Samples were resuspended with 110 mL of a solution of 9:1 methanol:toluene and 50 ng/mL CUDA, shaken for 20 seconds, sonicated for 5 minutes at room temperature, and then centrifuged for 2 minutes at 16100 rcf. Approximately 33 mL was aliquoted into in a vial with a 50 mL glass insert for positive mode metabolomics. The samples were then loaded up on an Agilent 1290 Infinity LC stack. The positive mode was run on an Agilent 6530 with a scan range of m/z 120–1200 Da and acquisition speed of 2 spectra/s. Between 0.5 and 2.0 mL was injected onto a Waters ACQUITY UPLC CSH C18 1.7 mm 2.1x100 mm column with a VanGuard PreColumn (2.1 x 5 mm). The gradient used was 0 minute 15% (B), 0–2 minute 30% (B), 2–2.5 mininute 48% (B), 2.5–11 minute 82% (B), 11–11.5 minute 99% (B), 11.5–12 minute 99% (B), 12–12.1 minute 15% (B), 12.1–15 minute 15% (B) with a flow rate of 0.6 mL/minute. The mass resolution for the Agilent 6530 is 10,000 for ESI (+).

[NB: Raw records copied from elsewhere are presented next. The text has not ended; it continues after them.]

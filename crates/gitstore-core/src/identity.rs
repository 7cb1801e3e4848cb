//! Writer identities for commits
//!
//! Every commit records who asked for the write (author) and which server
//! performed it (committer), both as `<name>@<host>` addresses. The host
//! comes from explicit configuration, never from the process environment.

use serde::{Deserialize, Serialize};
use url::Url;

/// Name used when a request carries no user
pub const GUEST_USER: &str = "GUEST";

/// Public address of the serving host
#[derive(Debug, Clone, Serialize, Deserialize, PartialEq, Eq)]
pub struct ServerHost {
    /// URL scheme, used to decide which port is the default
    #[serde(default = "default_scheme")]
    pub scheme: String,
    /// Host name or address
    pub host: String,
    /// TCP port
    pub port: u16,
}

impl Default for ServerHost {
    fn default() -> Self {
        Self {
            scheme: default_scheme(),
            host: "0.0.0.0".to_string(),
            port: 8080,
        }
    }
}

fn default_scheme() -> String {
    "http".to_string()
}

impl ServerHost {
    /// Create a host entry for plain HTTP
    pub fn new(host: impl Into<String>, port: u16) -> Self {
        Self {
            scheme: default_scheme(),
            host: host.into(),
            port,
        }
    }

    /// `host[:port]`, leaving out the scheme's default port
    pub fn authority(&self) -> String {
        let parsed = Url::parse(&format!("{}://{}:{}", self.scheme, self.host, self.port));
        match parsed {
            Ok(url) => {
                let host = url.host_str().unwrap_or(&self.host).to_string();
                match url.port() {
                    Some(port) => format!("{}:{}", host, port),
                    None => host,
                }
            }
            // Not URL-shaped; only the plain HTTP default can be recognised
            Err(_) if self.port == 80 => self.host.clone(),
            Err(_) => format!("{}:{}", self.host, self.port),
        }
    }
}

/// A name and email pair attached to a commit
#[derive(Debug, Clone, PartialEq, Eq)]
pub struct Signatory {
    pub name: String,
    pub email: String,
}

impl Signatory {
    /// The requesting user, addressed at the serving host
    pub fn author(user: &str, host: &ServerHost) -> Self {
        let user = if user.is_empty() { GUEST_USER } else { user };
        Self {
            name: user.to_string(),
            email: format!("{}@{}", user, host.authority()),
        }
    }

    /// The store itself, addressed at the serving host
    pub fn committer(system_name: &str, host: &ServerHost) -> Self {
        Self {
            name: system_name.to_string(),
            email: format!("{}@{}", system_name, host.authority()),
        }
    }
}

Measuring the mitochondrial function of bone marrow cells.
Reagents:
cRPMI: RPMI without phenol red (11835030, Gibco) and with 1% Pen/Strep (15140122, Gibco) and 10% FBS (35-010-CV, Corning). Seahorse calibrant (100840-000). Seahorse DMEM basal media (103575-100) was supplemented with 25 mM glucose, 1.0 mM pyruvate, and 4.0 mM glutamine; the pH was adjusted to 7.4 immediately prior to use.
Procedure:
Bone marrow cells were harvested from the femur and tibia of euthanized mice as previously reported (27). Tissues were removed to expose bone and the ends of the bones were cut, after which the marrow was flushed with PBS using a 23-gauge needle and syringe; the resulting flushate was passed through a 70 mm filter. RBCs were lysed by incubating with RBC lysis buffer for 10 minutes at RT. The remaining non-RBC cells were washed, frozen, and stored at −80°C until the day of assay. The day before the assay, a Seahorse sensor plate (Agilent) was calibrated overnight in a non-CO_2_ incubator. On the day of the assay, frozen cells were thawed, counted according to staining with trypan blue, plated at 200,000 cells/well in a poly-D-lysine-coated plate, and let rest at 37°C for 1 hour in RPMI. The medium was then replaced with supplemented Seahorse basal medium, and plates calibrated in a non-CO_2_ incubator for 45 minutes prior to experiment. Drugs were added to cartridge plates at the following final concentrations: for the ATP assay, 2 mM oligomycin, 0.5 mM rotenone, and 0.5 mM antimycin A; and for the Mito Stress Assay, 2.0 mM oligomycin, 2.0 mM FCCF, 0.5 mM rotenone, and 0.5 mM antimycin A. ATP Assay and Mito Stress Assay programs were run on a SeahorseXFe96 (Agilent, Santa Clara, CA) as we previously described (28).
Flow cytometry
The antibody list is presented in the Supplemental Materials (Table S1). In preparation for flow cytometry, nearly 10^6^ cells were first incubated on ice for 30 minutes in a solution consisting of a 1:10 Fc Receptor Binding Inhibitor (eBiosciences) and 1:500 Live/Dead Aqua stain (Invitrogen) diluted in PBS. Cells were then combined with fluorescently-labeled monoclonal antibodies as previously described (29) in a solution of PBS + 5% FCS + 1.0 mM EDTA (FACS buffer). After another 30 minutes incubation on ice, the cells were washed 1x with FACS buffer. Next, the stained cells were treated with permeabilization/fixation buffer (eBioscience) on ice for 10 minutes, then washed 1x using permeabilization buffer (eBioscience). Next, the permeabilized cells were subjected to intracellular staining: cells were incubated with fluorescently-labeled monoclonal antibodies for intracellular staining in a solution of PBS + 5% FCS + 1.0 mM EDTA (FACS buffer) for 30 minutes on ice. Flow cytometry data was acquired on a Cytek Aurora (Cytek Biosciences) spectral flow cytometer and the data analyzed using FlowJo software v9.5.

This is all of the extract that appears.